■ **Activity**: Gather each line in the entries that includes the string "selection".

BEGIN Data provided

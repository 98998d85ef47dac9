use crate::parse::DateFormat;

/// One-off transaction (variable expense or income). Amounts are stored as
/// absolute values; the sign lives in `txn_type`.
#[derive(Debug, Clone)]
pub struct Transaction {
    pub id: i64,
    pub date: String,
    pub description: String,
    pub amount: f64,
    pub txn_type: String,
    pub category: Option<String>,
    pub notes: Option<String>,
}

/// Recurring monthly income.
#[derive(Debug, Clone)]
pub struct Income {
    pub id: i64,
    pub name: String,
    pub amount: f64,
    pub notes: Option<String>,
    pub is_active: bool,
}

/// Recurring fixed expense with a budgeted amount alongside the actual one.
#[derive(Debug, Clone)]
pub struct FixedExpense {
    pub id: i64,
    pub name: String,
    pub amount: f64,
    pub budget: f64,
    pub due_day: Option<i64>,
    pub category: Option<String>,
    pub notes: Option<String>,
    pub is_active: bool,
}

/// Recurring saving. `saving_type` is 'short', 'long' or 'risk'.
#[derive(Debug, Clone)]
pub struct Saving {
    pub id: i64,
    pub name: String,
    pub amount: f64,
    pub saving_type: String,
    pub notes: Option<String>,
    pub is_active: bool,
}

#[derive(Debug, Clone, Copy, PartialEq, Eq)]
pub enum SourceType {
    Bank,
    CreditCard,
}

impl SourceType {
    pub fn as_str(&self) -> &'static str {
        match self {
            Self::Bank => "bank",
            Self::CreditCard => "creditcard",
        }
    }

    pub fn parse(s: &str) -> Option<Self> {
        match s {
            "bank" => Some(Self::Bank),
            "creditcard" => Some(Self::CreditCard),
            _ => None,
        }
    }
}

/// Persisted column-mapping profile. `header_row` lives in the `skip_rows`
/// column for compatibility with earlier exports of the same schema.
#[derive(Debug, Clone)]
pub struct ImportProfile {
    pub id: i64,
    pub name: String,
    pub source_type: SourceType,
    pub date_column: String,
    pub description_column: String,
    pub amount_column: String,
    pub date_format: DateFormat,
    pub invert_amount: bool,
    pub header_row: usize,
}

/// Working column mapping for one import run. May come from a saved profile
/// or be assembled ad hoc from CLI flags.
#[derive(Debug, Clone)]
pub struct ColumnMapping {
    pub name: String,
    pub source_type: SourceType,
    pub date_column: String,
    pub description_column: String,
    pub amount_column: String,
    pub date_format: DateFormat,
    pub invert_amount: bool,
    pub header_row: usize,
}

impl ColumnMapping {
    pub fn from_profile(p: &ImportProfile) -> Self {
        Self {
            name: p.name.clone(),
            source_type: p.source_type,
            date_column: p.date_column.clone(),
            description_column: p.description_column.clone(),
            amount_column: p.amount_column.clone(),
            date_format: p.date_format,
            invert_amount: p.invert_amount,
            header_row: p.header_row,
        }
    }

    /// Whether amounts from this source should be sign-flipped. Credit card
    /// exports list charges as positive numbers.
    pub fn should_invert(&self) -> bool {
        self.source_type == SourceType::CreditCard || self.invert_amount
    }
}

END Data provided
BEGIN Data provided

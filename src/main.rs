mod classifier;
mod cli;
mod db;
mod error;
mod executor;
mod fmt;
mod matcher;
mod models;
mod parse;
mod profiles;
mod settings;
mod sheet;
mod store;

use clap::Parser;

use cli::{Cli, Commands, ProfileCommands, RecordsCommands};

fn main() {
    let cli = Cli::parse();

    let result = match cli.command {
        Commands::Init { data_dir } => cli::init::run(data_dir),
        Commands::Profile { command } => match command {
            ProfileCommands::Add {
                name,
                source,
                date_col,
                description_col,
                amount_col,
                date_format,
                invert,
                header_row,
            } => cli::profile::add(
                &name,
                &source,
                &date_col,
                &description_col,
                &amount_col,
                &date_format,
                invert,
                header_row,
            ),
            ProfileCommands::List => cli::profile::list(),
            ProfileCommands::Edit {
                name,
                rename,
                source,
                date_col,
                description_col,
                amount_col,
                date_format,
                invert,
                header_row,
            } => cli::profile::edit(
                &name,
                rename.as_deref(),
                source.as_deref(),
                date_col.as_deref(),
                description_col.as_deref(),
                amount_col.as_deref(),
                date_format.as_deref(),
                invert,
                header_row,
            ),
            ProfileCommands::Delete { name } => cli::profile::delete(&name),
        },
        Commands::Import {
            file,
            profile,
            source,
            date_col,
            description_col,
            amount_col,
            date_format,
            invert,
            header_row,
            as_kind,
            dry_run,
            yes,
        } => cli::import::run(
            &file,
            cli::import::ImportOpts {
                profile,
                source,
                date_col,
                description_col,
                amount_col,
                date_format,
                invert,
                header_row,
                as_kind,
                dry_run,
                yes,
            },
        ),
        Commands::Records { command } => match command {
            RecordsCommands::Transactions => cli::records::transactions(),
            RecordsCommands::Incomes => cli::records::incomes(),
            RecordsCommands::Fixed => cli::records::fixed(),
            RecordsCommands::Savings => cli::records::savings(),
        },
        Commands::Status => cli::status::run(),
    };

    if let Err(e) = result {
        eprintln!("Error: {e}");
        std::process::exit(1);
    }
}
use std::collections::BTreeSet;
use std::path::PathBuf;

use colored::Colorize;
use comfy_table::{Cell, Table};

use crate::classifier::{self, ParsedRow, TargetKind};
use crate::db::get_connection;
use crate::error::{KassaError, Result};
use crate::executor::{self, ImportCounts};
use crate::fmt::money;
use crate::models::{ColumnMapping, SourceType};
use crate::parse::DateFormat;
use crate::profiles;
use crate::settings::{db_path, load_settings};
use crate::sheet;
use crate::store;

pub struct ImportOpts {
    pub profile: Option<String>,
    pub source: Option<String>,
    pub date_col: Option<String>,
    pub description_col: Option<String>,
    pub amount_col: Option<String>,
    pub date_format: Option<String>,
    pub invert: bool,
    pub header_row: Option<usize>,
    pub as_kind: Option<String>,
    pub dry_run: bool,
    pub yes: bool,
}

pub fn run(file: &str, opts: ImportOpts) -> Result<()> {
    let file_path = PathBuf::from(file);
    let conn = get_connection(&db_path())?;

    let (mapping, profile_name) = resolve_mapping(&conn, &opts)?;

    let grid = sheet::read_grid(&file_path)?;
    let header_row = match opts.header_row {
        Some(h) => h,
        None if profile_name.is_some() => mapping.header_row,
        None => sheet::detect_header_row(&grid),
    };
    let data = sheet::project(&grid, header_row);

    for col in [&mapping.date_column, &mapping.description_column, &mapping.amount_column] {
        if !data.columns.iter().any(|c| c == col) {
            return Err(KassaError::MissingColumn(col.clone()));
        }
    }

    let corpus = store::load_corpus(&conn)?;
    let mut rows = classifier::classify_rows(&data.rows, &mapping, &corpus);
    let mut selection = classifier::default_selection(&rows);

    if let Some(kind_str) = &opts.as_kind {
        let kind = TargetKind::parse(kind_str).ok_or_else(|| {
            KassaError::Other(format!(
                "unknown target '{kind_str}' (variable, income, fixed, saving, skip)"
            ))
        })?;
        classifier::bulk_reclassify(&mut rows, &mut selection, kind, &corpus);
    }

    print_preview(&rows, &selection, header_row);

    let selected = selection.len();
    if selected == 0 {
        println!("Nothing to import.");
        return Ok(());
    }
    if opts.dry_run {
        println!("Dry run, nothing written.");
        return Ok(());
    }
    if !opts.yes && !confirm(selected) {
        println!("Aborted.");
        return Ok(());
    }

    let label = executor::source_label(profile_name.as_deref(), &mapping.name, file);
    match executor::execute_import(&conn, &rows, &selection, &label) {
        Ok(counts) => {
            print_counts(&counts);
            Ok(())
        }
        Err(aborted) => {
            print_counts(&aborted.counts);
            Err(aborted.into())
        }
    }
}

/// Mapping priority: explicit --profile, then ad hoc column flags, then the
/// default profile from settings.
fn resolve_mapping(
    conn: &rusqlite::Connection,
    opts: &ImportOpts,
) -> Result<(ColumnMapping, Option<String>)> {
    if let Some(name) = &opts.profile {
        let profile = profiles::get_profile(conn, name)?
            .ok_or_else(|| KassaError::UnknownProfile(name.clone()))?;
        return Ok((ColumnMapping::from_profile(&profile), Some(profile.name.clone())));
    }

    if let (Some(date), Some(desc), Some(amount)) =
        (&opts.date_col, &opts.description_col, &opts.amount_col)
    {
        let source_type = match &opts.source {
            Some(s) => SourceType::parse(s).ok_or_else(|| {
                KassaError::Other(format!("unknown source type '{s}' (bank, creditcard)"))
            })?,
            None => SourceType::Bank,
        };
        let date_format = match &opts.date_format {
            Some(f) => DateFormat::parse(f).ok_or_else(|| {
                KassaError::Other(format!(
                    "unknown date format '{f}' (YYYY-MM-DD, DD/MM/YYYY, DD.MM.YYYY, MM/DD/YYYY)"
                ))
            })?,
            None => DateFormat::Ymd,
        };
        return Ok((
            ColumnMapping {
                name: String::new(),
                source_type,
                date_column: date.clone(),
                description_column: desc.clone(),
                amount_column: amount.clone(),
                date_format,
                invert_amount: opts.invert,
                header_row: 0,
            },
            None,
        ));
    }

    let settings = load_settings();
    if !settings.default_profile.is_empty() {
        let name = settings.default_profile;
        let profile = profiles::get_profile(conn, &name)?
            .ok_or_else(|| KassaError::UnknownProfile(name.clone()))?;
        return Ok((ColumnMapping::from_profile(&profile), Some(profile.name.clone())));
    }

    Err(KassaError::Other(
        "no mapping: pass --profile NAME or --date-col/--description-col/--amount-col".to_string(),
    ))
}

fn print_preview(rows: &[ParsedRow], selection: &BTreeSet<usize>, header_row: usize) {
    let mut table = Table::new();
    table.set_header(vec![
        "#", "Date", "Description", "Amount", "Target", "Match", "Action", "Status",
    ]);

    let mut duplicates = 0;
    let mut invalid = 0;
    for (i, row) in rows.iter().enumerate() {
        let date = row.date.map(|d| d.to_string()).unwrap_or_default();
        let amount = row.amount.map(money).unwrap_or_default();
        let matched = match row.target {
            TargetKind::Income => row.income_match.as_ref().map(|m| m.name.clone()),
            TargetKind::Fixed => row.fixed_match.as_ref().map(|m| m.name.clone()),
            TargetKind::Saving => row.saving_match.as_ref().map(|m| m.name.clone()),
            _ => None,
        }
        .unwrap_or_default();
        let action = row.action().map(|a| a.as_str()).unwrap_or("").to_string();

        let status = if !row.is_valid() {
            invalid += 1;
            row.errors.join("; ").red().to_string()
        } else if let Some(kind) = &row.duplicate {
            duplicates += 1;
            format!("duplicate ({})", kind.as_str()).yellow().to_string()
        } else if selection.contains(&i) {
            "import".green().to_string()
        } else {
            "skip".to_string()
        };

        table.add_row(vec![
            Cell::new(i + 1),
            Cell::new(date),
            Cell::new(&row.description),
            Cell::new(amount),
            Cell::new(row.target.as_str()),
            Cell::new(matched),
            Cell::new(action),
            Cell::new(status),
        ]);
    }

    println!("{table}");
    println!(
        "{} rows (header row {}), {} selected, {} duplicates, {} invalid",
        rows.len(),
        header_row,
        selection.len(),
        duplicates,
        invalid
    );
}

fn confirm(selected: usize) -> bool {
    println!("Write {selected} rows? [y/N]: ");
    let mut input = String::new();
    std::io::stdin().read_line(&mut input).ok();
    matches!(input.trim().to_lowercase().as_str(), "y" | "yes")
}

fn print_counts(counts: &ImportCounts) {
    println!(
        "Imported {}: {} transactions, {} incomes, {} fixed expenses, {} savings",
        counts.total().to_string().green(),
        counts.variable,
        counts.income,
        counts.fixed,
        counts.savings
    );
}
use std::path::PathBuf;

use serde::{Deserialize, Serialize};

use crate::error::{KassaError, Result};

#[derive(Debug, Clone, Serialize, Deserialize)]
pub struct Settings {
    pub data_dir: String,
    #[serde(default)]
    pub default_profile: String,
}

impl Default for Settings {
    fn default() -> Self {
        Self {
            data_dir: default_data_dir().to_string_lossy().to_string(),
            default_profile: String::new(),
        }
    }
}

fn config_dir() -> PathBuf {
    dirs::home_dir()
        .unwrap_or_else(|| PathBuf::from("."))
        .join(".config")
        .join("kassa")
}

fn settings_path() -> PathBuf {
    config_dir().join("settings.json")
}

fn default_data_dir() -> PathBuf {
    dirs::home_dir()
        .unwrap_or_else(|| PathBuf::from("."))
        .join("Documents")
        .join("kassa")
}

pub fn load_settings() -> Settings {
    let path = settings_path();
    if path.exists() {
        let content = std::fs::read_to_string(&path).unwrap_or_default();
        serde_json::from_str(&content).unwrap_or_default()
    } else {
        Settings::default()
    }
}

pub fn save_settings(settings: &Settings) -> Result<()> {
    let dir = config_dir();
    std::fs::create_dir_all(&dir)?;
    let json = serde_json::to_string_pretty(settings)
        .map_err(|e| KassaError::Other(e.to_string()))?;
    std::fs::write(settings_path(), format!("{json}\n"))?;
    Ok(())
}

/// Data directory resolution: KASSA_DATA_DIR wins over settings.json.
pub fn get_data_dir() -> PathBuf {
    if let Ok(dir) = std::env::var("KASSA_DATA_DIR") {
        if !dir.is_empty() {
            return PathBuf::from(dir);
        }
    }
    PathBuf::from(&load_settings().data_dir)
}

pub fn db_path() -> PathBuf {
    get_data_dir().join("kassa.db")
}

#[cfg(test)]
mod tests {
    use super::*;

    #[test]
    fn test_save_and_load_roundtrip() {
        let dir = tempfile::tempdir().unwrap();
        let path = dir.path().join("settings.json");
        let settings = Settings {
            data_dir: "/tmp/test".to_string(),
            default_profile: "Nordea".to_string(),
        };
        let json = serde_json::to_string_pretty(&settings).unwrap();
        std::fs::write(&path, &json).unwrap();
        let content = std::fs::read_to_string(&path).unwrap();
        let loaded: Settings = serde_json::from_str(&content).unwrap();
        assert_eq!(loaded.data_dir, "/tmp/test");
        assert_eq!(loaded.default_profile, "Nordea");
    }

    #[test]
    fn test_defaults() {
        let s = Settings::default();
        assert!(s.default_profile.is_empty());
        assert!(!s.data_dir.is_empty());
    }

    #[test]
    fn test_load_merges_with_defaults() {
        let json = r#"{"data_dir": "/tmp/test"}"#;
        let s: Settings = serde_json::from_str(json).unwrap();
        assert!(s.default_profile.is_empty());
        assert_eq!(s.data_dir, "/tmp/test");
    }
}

END Data provided

■ **Response to this exercise**:
    let mut selection = classifier::default_selection(&rows);
        classifier::bulk_reclassify(&mut rows, &mut selection, kind, &corpus);
    print_preview(&rows, &selection, header_row);
    let selected = selection.len();
    match executor::execute_import(&conn, &rows, &selection, &label) {
fn print_preview(rows: &[ParsedRow], selection: &BTreeSet<usize>, header_row: usize) {
        } else if selection.contains(&i) {
        selection.len(),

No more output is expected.